Peran Hutan dalam Mitigasi Perubahan Iklim

Bandung, 29 April 2024 – Menurut Khasnis dan Nettleman (2005), pemanasan global atau global warming adalah proses peningkatan suhu udara rata-rata, laut dan daratan bumi yang disebabkan oleh meningkatnya konsentrasi gas rumah kaca (GRK) yang terdiri dari gas karbon dioksida (CO2), metana (CH4), dinitrogen oksida (N2O), hidrokarbon Hydrofluoro carbon (HFC), perfluoro carbon (PFC) dan sulfur hexafluoride. Suhu rata-rata global pada permukaan bumi telah meningkat 0,74 + 0,18°C selama 100 tahun terakhir. Penyebab pemanasan global yaitu kegiatan manusia yang berkaitan dengan gaya hidup, pola konsumsi, pertumbuhan penduduk dan beberapa aktkvitas manusia yang dapat merusak lingkungan diantaranya pembakaran bahan bakar fosil (fossil fuel) dan kegiatan alih fungsi lahan dan perkembangan industri. Kegiatan-kegiatan tersebut dapat menghasilkan GRK yang jumlahnya semakin banyak seiring bertambahnya waktu. Efek rumah kaca menyebabkan panas yang ada di bumi terperangkap di atmosfer dan tidak bisa diteruskan ke luar angkasa dan dipantulkan kembali ke permukaan bumi, sehingga menyebabkan bumi menjadi lebih panas.
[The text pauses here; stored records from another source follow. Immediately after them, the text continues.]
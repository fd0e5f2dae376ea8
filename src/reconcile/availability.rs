use crate::api::{CurrentPayload, StationTrend};
use serde::{Deserialize, Serialize};

/// Displayable physical quantities
#[derive(Debug, Clone, Copy, PartialEq, Eq, Hash, Serialize, Deserialize)]
#[serde(rename_all = "snake_case")]
pub enum Quantity {
    TemperatureActual,
    Humidity,
    Pressure,
    PressureTrend,
    Co2,
    Noise,
}

impl Quantity {
    pub const ALL: [Quantity; 6] = [
        Quantity::TemperatureActual,
        Quantity::Humidity,
        Quantity::Pressure,
        Quantity::PressureTrend,
        Quantity::Co2,
        Quantity::Noise,
    ];

    pub fn as_str(&self) -> &'static str {
        match self {
            Quantity::TemperatureActual => "temperature_actual",
            Quantity::Humidity => "humidity",
            Quantity::Pressure => "pressure",
            Quantity::PressureTrend => "pressure_trend",
            Quantity::Co2 => "co2",
            Quantity::Noise => "noise",
        }
    }

    /// Whether the forecast provider can stand in for the station.
    ///
    /// The forecast temperature is always shown in its own region, so it
    /// never substitutes for the measured temperature.
    pub fn has_forecast_fallback(&self) -> bool {
        matches!(
            self,
            Quantity::Humidity | Quantity::Pressure | Quantity::PressureTrend
        )
    }
}

impl std::fmt::Display for Quantity {
    fn fmt(&self, f: &mut std::fmt::Formatter<'_>) -> std::fmt::Result {
        f.write_str(self.as_str())
    }
}

/// Where a displayed value came from
#[derive(Debug, Clone, Copy, PartialEq, Eq, Hash, Serialize, Deserialize)]
#[serde(rename_all = "snake_case")]
pub enum Source {
    Station,
    Forecast,
    None,
}

impl Source {
    pub fn as_str(&self) -> &'static str {
        match self {
            Source::Station => "station",
            Source::Forecast => "forecast",
            Source::None => "none",
        }
    }
}

/// Whether the station participates in display.
///
/// `server_flag` is the backend's `use_netatmo` echo, `client_toggle` the
/// local mirror of it. Both must be set for the station to count; each
/// current payload carrying a config overwrites both.
#[derive(Debug, Clone, Copy, PartialEq, Eq, Serialize, Deserialize)]
pub struct StationEnablement {
    pub server_flag: bool,
    pub client_toggle: bool,
}

impl Default for StationEnablement {
    fn default() -> Self {
        Self {
            server_flag: true,
            client_toggle: true,
        }
    }
}

impl StationEnablement {
    pub fn new(enabled: bool) -> Self {
        Self {
            server_flag: enabled,
            client_toggle: enabled,
        }
    }

    pub fn is_enabled(&self) -> bool {
        self.server_flag && self.client_toggle
    }

    /// Apply a payload's config echo. Without a config the previous
    /// values stand.
    pub fn update_from(&mut self, payload: &CurrentPayload) {
        if let Some(cfg) = payload.config.as_ref() {
            let enabled = cfg.station_enabled();
            self.server_flag = enabled;
            self.client_toggle = enabled;
        }
    }
}

/// Per-quantity presence flags for the latest current payload
#[derive(Debug, Clone, Copy, Default, PartialEq, Eq, Serialize, Deserialize)]
pub struct AvailabilitySnapshot {
    pub station_temperature: bool,
    pub station_humidity: bool,
    pub station_pressure: bool,
    pub station_co2: bool,
    pub station_noise: bool,
    pub station_pressure_trend: bool,
    pub forecast_humidity: bool,
    pub forecast_pressure: bool,
}

impl AvailabilitySnapshot {
    pub fn station(&self, quantity: Quantity) -> bool {
        match quantity {
            Quantity::TemperatureActual => self.station_temperature,
            Quantity::Humidity => self.station_humidity,
            Quantity::Pressure => self.station_pressure,
            Quantity::PressureTrend => self.station_pressure_trend,
            Quantity::Co2 => self.station_co2,
            Quantity::Noise => self.station_noise,
        }
    }

    /// Forecast presence; quantities without a forecast source are never present.
    /// The trend fallback is derived from forecast pressure.
    pub fn forecast(&self, quantity: Quantity) -> bool {
        match quantity {
            Quantity::Humidity => self.forecast_humidity,
            Quantity::Pressure | Quantity::PressureTrend => self.forecast_pressure,
            _ => false,
        }
    }
}

/// A value is present when it exists and is a finite number.
pub fn is_present(value: Option<f64>) -> bool {
    value.is_some_and(f64::is_finite)
}

/// A station trend is present when it carries a trend other than `n/a`.
pub fn is_trend_present(trend: Option<&StationTrend>) -> bool {
    trend
        .and_then(|t| t.trend.as_deref())
        .is_some_and(|t| !t.trim().is_empty() && !t.trim().eq_ignore_ascii_case("n/a"))
}

/// Recompute presence for every quantity from one payload.
pub fn compute_availability(payload: &CurrentPayload) -> AvailabilitySnapshot {
    let mut snapshot = AvailabilitySnapshot::default();

    if let Some(station) = payload.station.as_ref() {
        snapshot.station_temperature = is_present(station.temperature);
        snapshot.station_humidity = is_present(station.humidity);
        snapshot.station_pressure = is_present(station.pressure);
        snapshot.station_co2 = is_present(station.co2);
        snapshot.station_noise = is_present(station.noise);
        snapshot.station_pressure_trend = is_trend_present(station.pressure_trend.as_ref());
    }

    if let Some(forecast) = payload.forecast.as_ref() {
        snapshot.forecast_humidity = is_present(forecast.humidity);
        snapshot.forecast_pressure = is_present(forecast.pressure);
    }

    snapshot
}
Efek rumah kaca dalam jumlah tertentu berguna bagi kehidupan manusia, namun jika jumlahnya berlebih akan memberikan dampak negatif seperti pemanasan global dan perubahan iklim di bumi. Fenomena ini memungkinkan atmosfer menyerap sebagian energi matahari yang masuk dan mempertahankan suhu yang cukup untuk mendukung kehidupan seperti yang kita kenal. Namun, masalah timbul ketika jumlah gas-gas rumah kaca di atmosfer meningkat secara signifikan akibat aktivitas manusia, terutama pembakaran bahan bakar fosil, deforestasi dan berbagai kegiatan industri. Akibatnya, konsentrasi gas-gas rumah kaca dalam atmosfer meningkat, meningkatkan kemampuan atmosfer untuk menjebak panas. Hal ini menyebabkan pemanasan global dan perubahan iklim yang dapat memiliki dampak yang merugikan bagi kehidupan di Bumi.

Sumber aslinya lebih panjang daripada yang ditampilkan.